> _EXERCISE_
Begin with the line containing "let out = format_markdown(&input, |_| None);" and copy each line exactly through the last line of the entries, inclusive.

> _GIVEN DATA_
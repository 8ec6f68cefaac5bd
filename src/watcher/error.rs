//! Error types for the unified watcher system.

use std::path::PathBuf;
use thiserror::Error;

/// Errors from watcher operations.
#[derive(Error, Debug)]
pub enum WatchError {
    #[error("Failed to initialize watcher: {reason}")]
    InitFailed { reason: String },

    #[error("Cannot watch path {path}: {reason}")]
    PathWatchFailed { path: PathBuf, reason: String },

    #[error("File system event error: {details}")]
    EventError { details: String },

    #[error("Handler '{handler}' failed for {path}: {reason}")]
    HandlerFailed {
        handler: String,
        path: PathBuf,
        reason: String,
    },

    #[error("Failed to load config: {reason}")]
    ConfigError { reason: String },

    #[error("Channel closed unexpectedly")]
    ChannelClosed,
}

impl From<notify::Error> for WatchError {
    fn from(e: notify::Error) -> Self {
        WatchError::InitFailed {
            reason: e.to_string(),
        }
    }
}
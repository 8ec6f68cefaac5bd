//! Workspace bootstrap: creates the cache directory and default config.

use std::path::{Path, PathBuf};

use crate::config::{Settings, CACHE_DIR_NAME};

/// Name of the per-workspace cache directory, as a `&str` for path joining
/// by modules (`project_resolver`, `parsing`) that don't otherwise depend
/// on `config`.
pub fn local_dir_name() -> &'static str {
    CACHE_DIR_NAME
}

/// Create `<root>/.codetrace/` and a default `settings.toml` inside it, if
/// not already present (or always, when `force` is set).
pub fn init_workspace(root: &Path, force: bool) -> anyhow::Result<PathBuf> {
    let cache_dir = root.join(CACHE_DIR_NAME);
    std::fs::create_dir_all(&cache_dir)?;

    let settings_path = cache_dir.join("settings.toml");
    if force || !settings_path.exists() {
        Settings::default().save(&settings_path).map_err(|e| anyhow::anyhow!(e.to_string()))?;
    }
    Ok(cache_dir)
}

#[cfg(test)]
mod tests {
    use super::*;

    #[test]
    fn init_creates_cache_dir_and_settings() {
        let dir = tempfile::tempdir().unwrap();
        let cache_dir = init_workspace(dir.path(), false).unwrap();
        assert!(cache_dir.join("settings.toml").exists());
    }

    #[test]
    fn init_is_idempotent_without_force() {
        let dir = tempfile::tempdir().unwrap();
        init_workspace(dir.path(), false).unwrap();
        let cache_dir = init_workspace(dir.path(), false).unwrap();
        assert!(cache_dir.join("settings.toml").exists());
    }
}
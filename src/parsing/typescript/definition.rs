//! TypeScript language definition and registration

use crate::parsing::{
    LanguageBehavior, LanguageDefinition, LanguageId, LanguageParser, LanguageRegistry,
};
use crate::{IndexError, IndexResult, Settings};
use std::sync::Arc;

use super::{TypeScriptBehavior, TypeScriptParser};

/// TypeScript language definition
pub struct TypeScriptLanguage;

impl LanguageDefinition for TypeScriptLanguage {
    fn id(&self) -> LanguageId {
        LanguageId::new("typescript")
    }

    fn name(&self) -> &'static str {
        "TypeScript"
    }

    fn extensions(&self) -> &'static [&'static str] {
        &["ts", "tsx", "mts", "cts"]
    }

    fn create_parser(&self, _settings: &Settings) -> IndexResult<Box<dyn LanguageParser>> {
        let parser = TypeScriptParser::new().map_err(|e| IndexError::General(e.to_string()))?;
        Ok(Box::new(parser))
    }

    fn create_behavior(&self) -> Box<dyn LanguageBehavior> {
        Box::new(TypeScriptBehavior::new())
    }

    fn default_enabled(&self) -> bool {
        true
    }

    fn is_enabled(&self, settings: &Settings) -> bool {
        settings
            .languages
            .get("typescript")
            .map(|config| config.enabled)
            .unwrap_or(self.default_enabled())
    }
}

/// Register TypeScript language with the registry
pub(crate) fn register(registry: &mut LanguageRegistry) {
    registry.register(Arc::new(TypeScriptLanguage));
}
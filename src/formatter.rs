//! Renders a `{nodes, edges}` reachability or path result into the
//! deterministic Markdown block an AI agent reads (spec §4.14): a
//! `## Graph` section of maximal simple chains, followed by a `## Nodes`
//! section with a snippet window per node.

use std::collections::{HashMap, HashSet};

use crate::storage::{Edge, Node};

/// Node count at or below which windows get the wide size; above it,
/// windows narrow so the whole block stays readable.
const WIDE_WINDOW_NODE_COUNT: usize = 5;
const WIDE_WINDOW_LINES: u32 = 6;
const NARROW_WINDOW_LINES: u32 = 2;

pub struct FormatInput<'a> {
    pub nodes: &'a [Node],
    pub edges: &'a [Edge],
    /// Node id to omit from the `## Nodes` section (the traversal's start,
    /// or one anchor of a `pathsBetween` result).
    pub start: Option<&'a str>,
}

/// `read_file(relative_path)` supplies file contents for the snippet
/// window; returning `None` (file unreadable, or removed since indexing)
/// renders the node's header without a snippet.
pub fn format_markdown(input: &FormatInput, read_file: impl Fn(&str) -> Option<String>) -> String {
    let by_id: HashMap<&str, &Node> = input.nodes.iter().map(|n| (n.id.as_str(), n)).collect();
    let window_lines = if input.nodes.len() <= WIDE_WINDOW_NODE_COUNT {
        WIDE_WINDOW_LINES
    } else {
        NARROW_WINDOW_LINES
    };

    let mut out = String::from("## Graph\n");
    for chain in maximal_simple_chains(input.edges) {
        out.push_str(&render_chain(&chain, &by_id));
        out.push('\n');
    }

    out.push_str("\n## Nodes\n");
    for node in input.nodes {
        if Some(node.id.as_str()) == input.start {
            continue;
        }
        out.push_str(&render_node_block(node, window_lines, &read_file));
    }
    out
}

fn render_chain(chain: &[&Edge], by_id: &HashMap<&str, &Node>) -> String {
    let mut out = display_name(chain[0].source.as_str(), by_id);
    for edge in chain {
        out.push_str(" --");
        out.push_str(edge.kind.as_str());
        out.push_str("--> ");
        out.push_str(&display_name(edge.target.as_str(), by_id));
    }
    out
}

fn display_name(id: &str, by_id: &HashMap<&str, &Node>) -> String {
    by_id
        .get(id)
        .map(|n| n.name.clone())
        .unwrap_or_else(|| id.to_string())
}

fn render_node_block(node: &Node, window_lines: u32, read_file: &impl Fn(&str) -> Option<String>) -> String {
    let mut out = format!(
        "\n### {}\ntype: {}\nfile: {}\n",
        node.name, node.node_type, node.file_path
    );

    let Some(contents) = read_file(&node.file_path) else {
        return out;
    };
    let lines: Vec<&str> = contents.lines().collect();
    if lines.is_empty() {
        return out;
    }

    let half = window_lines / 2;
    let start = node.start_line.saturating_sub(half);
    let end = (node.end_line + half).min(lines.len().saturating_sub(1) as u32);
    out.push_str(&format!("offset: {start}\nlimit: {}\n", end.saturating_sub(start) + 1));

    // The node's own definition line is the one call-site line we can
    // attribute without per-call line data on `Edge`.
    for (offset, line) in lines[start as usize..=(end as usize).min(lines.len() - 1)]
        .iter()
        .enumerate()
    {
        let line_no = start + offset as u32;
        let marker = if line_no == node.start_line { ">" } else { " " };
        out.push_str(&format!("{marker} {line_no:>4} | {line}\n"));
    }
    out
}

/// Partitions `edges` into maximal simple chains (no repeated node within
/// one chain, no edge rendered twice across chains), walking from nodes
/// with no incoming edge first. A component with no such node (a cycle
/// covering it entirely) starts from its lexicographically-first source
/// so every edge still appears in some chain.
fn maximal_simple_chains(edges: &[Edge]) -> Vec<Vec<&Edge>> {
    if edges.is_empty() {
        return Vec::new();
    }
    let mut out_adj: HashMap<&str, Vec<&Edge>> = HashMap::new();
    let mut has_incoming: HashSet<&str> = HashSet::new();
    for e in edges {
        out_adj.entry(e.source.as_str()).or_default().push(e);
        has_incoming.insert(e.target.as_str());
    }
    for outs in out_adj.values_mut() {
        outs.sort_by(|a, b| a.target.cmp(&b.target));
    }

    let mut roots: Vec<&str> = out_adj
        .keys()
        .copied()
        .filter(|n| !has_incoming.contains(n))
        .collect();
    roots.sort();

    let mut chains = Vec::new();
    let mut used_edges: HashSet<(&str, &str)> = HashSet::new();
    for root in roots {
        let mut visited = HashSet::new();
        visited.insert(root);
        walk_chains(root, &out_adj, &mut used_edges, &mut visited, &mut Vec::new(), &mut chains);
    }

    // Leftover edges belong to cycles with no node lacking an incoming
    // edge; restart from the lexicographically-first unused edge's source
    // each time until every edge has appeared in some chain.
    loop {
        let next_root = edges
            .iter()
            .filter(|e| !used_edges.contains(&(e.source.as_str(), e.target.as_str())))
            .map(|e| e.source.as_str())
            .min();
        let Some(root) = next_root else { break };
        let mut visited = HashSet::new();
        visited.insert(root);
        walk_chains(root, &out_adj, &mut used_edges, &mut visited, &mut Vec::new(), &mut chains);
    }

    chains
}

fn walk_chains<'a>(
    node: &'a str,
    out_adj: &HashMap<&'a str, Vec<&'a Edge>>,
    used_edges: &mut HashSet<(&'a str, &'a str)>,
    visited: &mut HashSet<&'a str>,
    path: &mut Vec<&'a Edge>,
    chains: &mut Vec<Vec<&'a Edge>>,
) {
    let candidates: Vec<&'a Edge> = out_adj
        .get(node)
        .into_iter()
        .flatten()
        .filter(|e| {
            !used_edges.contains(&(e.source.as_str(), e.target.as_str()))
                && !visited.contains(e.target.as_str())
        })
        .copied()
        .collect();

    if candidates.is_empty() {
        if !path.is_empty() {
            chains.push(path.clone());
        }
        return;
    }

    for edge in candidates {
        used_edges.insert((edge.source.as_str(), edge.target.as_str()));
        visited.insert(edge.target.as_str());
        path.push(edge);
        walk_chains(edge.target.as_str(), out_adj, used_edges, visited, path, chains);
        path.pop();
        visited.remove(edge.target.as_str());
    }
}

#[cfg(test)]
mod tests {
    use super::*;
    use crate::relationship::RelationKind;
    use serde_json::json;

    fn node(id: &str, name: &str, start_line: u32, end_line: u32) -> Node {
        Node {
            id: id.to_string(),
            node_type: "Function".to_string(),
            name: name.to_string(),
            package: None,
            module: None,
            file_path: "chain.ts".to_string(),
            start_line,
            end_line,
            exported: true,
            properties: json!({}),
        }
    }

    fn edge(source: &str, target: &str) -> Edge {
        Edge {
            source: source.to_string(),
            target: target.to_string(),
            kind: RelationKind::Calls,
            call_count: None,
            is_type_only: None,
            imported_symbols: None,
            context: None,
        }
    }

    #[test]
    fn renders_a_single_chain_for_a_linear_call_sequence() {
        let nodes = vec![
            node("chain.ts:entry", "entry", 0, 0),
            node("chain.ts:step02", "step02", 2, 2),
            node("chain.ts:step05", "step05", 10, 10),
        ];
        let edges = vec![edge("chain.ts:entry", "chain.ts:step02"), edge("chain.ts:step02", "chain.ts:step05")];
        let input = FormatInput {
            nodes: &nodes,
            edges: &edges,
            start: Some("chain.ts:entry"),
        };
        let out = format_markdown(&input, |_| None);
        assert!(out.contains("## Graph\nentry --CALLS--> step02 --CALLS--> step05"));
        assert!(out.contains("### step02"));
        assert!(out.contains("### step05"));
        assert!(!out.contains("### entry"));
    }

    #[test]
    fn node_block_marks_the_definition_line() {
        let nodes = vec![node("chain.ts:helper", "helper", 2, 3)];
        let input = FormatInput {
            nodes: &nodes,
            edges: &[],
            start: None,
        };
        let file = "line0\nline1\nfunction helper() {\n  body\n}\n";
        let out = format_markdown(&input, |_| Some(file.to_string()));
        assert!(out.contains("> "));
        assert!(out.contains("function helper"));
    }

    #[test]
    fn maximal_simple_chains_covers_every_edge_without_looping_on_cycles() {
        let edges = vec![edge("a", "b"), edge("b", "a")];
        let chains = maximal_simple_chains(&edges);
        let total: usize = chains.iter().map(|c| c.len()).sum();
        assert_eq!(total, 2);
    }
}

> _RESULT_
        let out = format_markdown(&input, |_| None);
        assert!(out.contains("## Graph\nentry --CALLS--> step02 --CALLS--> step05"));
        assert!(out.contains("### step02"));
        assert!(out.contains("### step05"));
        assert!(!out.contains("### entry"));
    }

    #[test]
    fn node_block_marks_the_definition_line() {
        let nodes = vec![node("chain.ts:helper", "helper", 2, 3)];
        let input = FormatInput {
            nodes: &nodes,
            edges: &[],
            start: None,
        };
        let file = "line0\nline1\nfunction helper() {\n  body\n}\n";
        let out = format_markdown(&input, |_| Some(file.to_string()));
        assert!(out.contains("> "));
        assert!(out.contains("function helper"));
    }

    #[test]
    fn maximal_simple_chains_covers_every_edge_without_looping_on_cycles() {
        let edges = vec![edge("a", "b"), edge("b", "a")];
        let chains = maximal_simple_chains(&edges);
        let total: usize = chains.iter().map(|c| c.len()).sum();
        assert_eq!(total, 2);
    }
}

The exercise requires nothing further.